La pequeña ciudad de Sintra, 30 km al norte de Lisboa, es conocida por su gran cantidad de obras de arte y paraísos naturales que son considerados patrimonio de la humanidad por la UNESCO. Conocida por reyes y artistas, Sintra es una ciudad muy especial: Lord Byron la definió como el"glorioso jardín del Edén"; Hans Christian Andersen la consideraba "el lugar más bello de Portugal". Actualmente Sintra es famosa por sus castillos y edificios, y se la conoce como la ciudad mágica. Podrás visitarla en el crucero Costa que hace escala en Lisboa, un momento perfecto para descubrir sus secretos. Estas son los monumentos que no te puedes perder.

“Aunque se ideó como un monasterio, el Palacio de la Pena parece salido de un cuento de hadas y se construyó entre 1840 y 1850.”

El centro histórico de Sintra

La ciudad y sus edificios se encuentran entre las colinas del Parque Natural de Sintra-Cascais. Un parque que acaba en el Atlántico y que tiene una vistas perfectas para hacer fotos. A lo largo de las calles del centro podrás ver arquitecturas como la Câmara Municipal con su aguja histórica, y la Quinta da Regaleira, una ciudad del siglo XIX de estilo manuelino (la versión portuguesa del gótico tardío) con jardines llenos de esculturas y con dos pozos en forma espiral relacionados con la alquimia. En cambio, si prefieres un ambiente medieval, solo deberás levantar la vista hacia la roca que sobresale y donde están las ruinas del Castillo de Sintra, construido por los árabes en el siglo VIII para defender la ciudad.

Palácio da Pena

El Palácio da Pena se encuentra en el parque de la Sierra de Sintra.
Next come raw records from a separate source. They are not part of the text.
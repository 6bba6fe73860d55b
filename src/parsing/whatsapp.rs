//! Shared WhatsApp export parsing utilities.
//!
//! This module contains the line layouts that introduce a record, date order
//! detection, the timestamp resolver, and the list of phrases that mark
//! system notifications.

use std::sync::LazyLock;

use chrono::NaiveDateTime;
use regex::Regex;
use serde::{Deserialize, Serialize};

use crate::error::{ChatstatError, Result};

/// Date part of a record header: `D/M/YY`, `DD/MM/YYYY`, `15.01.24`, ...
const DATE: &str = r"\d{1,2}[/.]\d{1,2}[/.]\d{2,4}";

/// Time part of a record header, optional seconds and AM/PM marker.
///
/// The marker may be separated by a regular, no-break or narrow no-break
/// space, and may be written with dots (`p.m.`).
const TIME: &str =
    r"\d{1,2}:\d{2}(?::\d{2})?(?:[ \x{00A0}\x{202F}]?[AaPp]\.?[ \x{00A0}\x{202F}]?[Mm]\.?)?";

/// Horizontal whitespace inside a header. Never a line break.
const HSPACE: &str = r"[ \t\x{00A0}\x{202F}]";

static DASHED_RE: LazyLock<Regex> = LazyLock::new(|| compile(LineLayout::Dashed));
static BRACKETED_RE: LazyLock<Regex> = LazyLock::new(|| compile(LineLayout::Bracketed));

fn compile(layout: LineLayout) -> Regex {
    // The patterns are assembled from constants and covered by tests.
    Regex::new(&layout.pattern()).expect("line layout pattern is valid")
}

/// Line layouts that start a new record.
///
/// WhatsApp exports vary by platform:
/// - Android: `1/15/24, 10:30 - Sender: Message`
/// - iOS: `[1/15/24, 10:30:45] Sender: Message`
#[derive(Debug, Clone, Copy, PartialEq, Eq, Hash, Serialize, Deserialize)]
#[serde(rename_all = "kebab-case")]
pub enum LineLayout {
    /// `D/M/YY, H:MM - ` (optionally with seconds and AM/PM)
    Dashed,
    /// `[D/M/YY, H:MM:SS] ` (optionally with AM/PM)
    Bracketed,
}

impl LineLayout {
    /// Returns the regex pattern for this layout.
    ///
    /// Group 1 captures the date, group 2 the time. The match covers the
    /// whole header including the trailing separator, which may also be the
    /// end of the line.
    pub fn pattern(self) -> String {
        match self {
            // 1/15/24, 10:30 - Sender: Message
            LineLayout::Dashed => format!(r"(?m)^({DATE}),{HSPACE}({TIME}){HSPACE}-(?:{HSPACE}|\r?$)"),
            // [1/15/24, 10:30:45] Sender: Message
            LineLayout::Bracketed => format!(r"(?m)^\x{{200E}}?\[({DATE}),{HSPACE}({TIME})\](?:{HSPACE}|\r?$)"),
        }
    }

    /// Returns the compiled header regex for this layout.
    pub fn regex(self) -> &'static Regex {
        match self {
            LineLayout::Dashed => &DASHED_RE,
            LineLayout::Bracketed => &BRACKETED_RE,
        }
    }

    /// Returns all layout variants, in tie-breaking order.
    pub fn all() -> &'static [LineLayout] {
        &[LineLayout::Dashed, LineLayout::Bracketed]
    }
}

/// Auto-detect the line layout of an export.
///
/// Every layout is matched against the whole text and the one with the most
/// record headers wins; ties go to the earlier entry of [`LineLayout::all`].
/// Returns `None` if no layout matches anywhere.
pub fn detect_layout(text: &str) -> Option<LineLayout> {
    let mut best: Option<(LineLayout, usize)> = None;

    for &layout in LineLayout::all() {
        let score = layout.regex().find_iter(text).count();
        if score > 0 && best.is_none_or(|(_, top)| score > top) {
            best = Some((layout, score));
        }
    }

    best.map(|(layout, _)| layout)
}

/// Order of the day and month components in a date.
#[derive(Debug, Clone, Copy, PartialEq, Eq, Hash, Default, Serialize, Deserialize)]
#[serde(rename_all = "kebab-case")]
pub enum DateOrder {
    /// Decide from the dates found in the export
    #[default]
    Auto,
    /// `D/M/Y`
    DayFirst,
    /// `M/D/Y`
    MonthFirst,
}

impl DateOrder {
    /// Resolves [`DateOrder::Auto`] against sample dates.
    ///
    /// A first component above 12 means day-first; failing that, a second
    /// component above 12 means month-first; otherwise day-first. Explicit
    /// orders are returned unchanged.
    pub fn resolve<'a>(self, dates: impl IntoIterator<Item = &'a str>) -> DateOrder {
        if self != DateOrder::Auto {
            return self;
        }

        let mut month_first = false;
        for date in dates {
            let mut parts = date.split(['/', '.']).map(|p| p.parse::<u32>().unwrap_or(0));
            let first = parts.next().unwrap_or(0);
            let second = parts.next().unwrap_or(0);
            if first > 12 {
                return DateOrder::DayFirst;
            }
            if second > 12 {
                month_first = true;
            }
        }

        if month_first {
            DateOrder::MonthFirst
        } else {
            DateOrder::DayFirst
        }
    }

    /// Returns date parsing format strings for chrono.
    ///
    /// Two-digit years come first: `%Y` would happily read `23` as year 23.
    fn date_formats(self) -> &'static [&'static str] {
        match self {
            DateOrder::MonthFirst => &["%m/%d/%y", "%m/%d/%Y"],
            DateOrder::DayFirst | DateOrder::Auto => &["%d/%m/%y", "%d/%m/%Y"],
        }
    }
}

/// Resolves a header's date and time into a calendar timestamp.
///
/// Accepts 2- or 4-digit years, dots or slashes in the date, 12- or 24-hour
/// clocks and optional seconds.
///
/// # Errors
///
/// Returns [`ChatstatError::Parse`] when no supported layout matches, e.g.
/// for `31/31/23` or `25:00`.
///
/// # Example
///
/// ```
/// use chatstat::parsing::{DateOrder, resolve_timestamp};
///
/// let ts = resolve_timestamp("15/1/23", "9:05 PM", DateOrder::DayFirst)?;
/// assert_eq!(ts.to_string(), "2023-01-15 21:05:00");
/// # Ok::<(), chatstat::ChatstatError>(())
/// ```
pub fn resolve_timestamp(date: &str, time: &str, order: DateOrder) -> Result<NaiveDateTime> {
    let date = date.replace('.', "/");

    let clock: String = time
        .chars()
        .take_while(|c| c.is_ascii_digit() || *c == ':')
        .collect();
    let marker: String = time[clock.len()..]
        .chars()
        .filter(char::is_ascii_alphabetic)
        .map(|c| c.to_ascii_uppercase())
        .collect();

    let time_formats: &[&str] = match marker.as_str() {
        "" => &["%H:%M:%S", "%H:%M"],
        "AM" | "PM" => &["%I:%M:%S %p", "%I:%M %p"],
        _ => return Err(ChatstatError::timestamp(format!("{date}, {time}"))),
    };

    let input = if marker.is_empty() {
        format!("{date} {clock}")
    } else {
        format!("{date} {clock} {marker}")
    };

    for date_format in order.date_formats() {
        for time_format in time_formats {
            let layout = format!("{date_format} {time_format}");
            if let Ok(ts) = NaiveDateTime::parse_from_str(&input, &layout) {
                return Ok(ts);
            }
        }
    }

    Err(ChatstatError::timestamp(format!("{date}, {time}")))
}

/// Phrases found in system notifications (member changes, group settings,
/// encryption notices).
const NOTIFICATION_PHRASES: &[&str] = &[
    // English
    "messages and calls are end-to-end encrypted",
    "created group",
    "added",
    "removed",
    "left",
    "changed the subject",
    "changed this group's icon",
    "changed the group description",
    "deleted this group's icon",
    "changed their phone number",
    "changed to",
    "joined using this group's invite link",
    "security code changed",
    "you're now an admin",
    "is now an admin",
    "turned on disappearing messages",
    "turned off disappearing messages",
    "message timer",
    // Russian
    "сообщения и звонки защищены сквозным шифрованием",
    "создал(а) группу",
    "добавил",
    "удалил",
    "вышел",
    "покинул",
    "изменил тему",
    "изменил описание группы",
    "теперь администратор",
];

/// Notification verbs that never occur as a word inside a sender name.
///
/// A candidate sender segment containing one of these is the start of a
/// notification that happens to quote text with `": "` in it. Verbs must be
/// whole words following the actor's name, so `Ana Leftwich` is a name.
static SENDER_GUARD_RE: LazyLock<Regex> = LazyLock::new(|| {
    Regex::new(
        r"(?i)\s(?:added|removed|left|changed|created\s+group|joined\s+using|изменил\w*|добавил\w*|удалил\w*)(?:\s|\(|$)",
    )
    .expect("sender guard pattern is valid")
});

/// Check if a null-sender body reads like a known system notification.
///
/// Matching is case-insensitive.
pub fn is_notification_phrase(body: &str) -> bool {
    let body = body.to_lowercase();
    NOTIFICATION_PHRASES
        .iter()
        .any(|phrase| body.contains(phrase))
}

/// Check if a candidate sender segment is really the start of a notification.
pub(crate) fn contains_guard_phrase(segment: &str) -> bool {
    SENDER_GUARD_RE.is_match(segment)
}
Aunque en su origen fue un monasterio, el Palácio da Pena se construyó entre 1840 y 1850 y se caracteriza por su mezcla de extravagantes colores (amarillo, rojo, gris, azul) y diferentes estilos, del árabe al barroco, del renacimiento al manuelino. Los jardines que lo rodean son conocidos por la gran cantidad de plantas exóticas, secuoyas, fuentes, lagos y lugares con vistas espectaculares.

Palácio Nacional de Sintra

El Palacio Nacional tiene un aspecto un tanto diferente, pero es también muy original: una gran estructura completamente blanca del siglo XV cuyos edificios están conectados mediante patios. Si bien el exterior es más bien esencial, las habitaciones y los salones cuentan con espectaculares decoraciones y azulejos (las clásicas cerámicas portuguesas blancas decoradas en azul). Las dos chimeneas del tejado se han convertido en el símbolo de la ciudad.